START DATA EXTRACT
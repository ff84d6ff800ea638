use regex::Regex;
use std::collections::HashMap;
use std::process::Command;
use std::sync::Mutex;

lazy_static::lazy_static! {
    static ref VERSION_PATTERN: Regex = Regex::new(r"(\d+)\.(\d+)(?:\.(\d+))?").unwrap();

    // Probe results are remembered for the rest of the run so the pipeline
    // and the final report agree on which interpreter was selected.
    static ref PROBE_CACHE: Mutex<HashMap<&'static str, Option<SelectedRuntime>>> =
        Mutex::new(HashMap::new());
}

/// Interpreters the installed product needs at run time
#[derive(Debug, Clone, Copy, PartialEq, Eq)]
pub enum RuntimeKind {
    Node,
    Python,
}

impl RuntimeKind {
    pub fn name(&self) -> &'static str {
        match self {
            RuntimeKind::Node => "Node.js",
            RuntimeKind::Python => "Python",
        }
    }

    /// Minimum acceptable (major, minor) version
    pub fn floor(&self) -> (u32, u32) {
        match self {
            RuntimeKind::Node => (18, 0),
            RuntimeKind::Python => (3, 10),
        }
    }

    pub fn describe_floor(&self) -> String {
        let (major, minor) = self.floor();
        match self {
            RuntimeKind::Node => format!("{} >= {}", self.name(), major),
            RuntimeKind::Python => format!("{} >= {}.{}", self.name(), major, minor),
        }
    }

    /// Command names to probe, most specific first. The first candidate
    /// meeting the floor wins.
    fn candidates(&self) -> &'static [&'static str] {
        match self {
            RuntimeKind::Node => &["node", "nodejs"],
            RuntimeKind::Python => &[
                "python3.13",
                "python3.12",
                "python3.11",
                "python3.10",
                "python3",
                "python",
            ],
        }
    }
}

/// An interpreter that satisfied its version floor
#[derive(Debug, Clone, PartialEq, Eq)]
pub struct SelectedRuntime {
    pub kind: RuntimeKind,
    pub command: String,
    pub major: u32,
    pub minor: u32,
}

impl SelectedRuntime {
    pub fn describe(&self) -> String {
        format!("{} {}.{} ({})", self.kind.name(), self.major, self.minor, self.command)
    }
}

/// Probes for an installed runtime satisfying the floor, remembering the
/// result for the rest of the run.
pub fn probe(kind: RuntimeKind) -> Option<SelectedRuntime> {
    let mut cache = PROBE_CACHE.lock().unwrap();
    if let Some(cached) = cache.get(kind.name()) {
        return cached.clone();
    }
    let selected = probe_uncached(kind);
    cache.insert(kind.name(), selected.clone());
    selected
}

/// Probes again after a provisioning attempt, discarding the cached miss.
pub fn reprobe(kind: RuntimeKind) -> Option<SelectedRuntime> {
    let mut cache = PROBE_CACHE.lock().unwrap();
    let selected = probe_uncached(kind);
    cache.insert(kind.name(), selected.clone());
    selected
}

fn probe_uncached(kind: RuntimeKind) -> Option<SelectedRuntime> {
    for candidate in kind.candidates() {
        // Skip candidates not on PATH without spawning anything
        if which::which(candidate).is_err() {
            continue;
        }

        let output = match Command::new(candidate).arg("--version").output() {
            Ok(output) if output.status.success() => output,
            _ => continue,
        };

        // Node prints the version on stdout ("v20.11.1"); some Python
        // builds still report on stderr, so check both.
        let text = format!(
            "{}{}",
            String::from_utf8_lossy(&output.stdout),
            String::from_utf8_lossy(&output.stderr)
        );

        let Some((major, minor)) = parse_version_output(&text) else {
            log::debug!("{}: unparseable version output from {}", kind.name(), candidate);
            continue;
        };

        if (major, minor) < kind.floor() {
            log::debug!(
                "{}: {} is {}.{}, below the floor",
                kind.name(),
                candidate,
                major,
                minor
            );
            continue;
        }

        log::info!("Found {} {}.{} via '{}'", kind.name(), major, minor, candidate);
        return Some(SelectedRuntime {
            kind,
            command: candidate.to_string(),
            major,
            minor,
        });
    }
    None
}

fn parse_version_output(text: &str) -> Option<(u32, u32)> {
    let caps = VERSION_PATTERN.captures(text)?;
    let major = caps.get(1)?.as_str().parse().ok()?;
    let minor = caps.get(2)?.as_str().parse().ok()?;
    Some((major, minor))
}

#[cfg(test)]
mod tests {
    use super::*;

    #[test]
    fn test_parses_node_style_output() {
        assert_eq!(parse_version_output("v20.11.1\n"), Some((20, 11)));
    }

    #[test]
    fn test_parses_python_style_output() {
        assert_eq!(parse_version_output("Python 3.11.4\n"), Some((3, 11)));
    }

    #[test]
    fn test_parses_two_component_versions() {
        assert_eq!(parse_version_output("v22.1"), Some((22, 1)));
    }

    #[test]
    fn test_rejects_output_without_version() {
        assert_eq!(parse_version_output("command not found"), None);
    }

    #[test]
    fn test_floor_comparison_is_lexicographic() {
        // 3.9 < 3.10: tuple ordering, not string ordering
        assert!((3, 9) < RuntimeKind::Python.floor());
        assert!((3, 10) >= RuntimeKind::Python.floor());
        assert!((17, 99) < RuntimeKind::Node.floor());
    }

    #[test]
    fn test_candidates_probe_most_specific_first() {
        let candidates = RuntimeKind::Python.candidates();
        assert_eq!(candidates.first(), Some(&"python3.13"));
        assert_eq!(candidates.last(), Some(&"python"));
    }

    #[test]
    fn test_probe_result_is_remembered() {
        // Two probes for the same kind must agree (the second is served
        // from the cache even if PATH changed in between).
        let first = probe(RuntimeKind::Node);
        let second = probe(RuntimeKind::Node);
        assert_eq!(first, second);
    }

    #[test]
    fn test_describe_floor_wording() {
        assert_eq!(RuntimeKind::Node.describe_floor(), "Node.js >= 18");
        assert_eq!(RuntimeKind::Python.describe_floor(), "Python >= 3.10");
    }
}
END DATA EXTRACT
TASK REQUIREMENTS »
After locating the line with "pub fn describe(&self)" above, return that line and every later line through the one with "without spawning anything", word for word and with nothing else.

EXERCISE SOLUTION »
    pub fn describe(&self) -> String {
        format!("{} {}.{} ({})", self.kind.name(), self.major, self.minor, self.command)
    }
}

/// Probes for an installed runtime satisfying the floor, remembering the
/// result for the rest of the run.
pub fn probe(kind: RuntimeKind) -> Option<SelectedRuntime> {
    let mut cache = PROBE_CACHE.lock().unwrap();
    if let Some(cached) = cache.get(kind.name()) {
        return cached.clone();
    }
    let selected = probe_uncached(kind);
    cache.insert(kind.name(), selected.clone());
    selected
}

/// Probes again after a provisioning attempt, discarding the cached miss.
pub fn reprobe(kind: RuntimeKind) -> Option<SelectedRuntime> {
    let mut cache = PROBE_CACHE.lock().unwrap();
    let selected = probe_uncached(kind);
    cache.insert(kind.name(), selected.clone());
    selected
}

fn probe_uncached(kind: RuntimeKind) -> Option<SelectedRuntime> {
    for candidate in kind.candidates() {
        // Skip candidates not on PATH without spawning anything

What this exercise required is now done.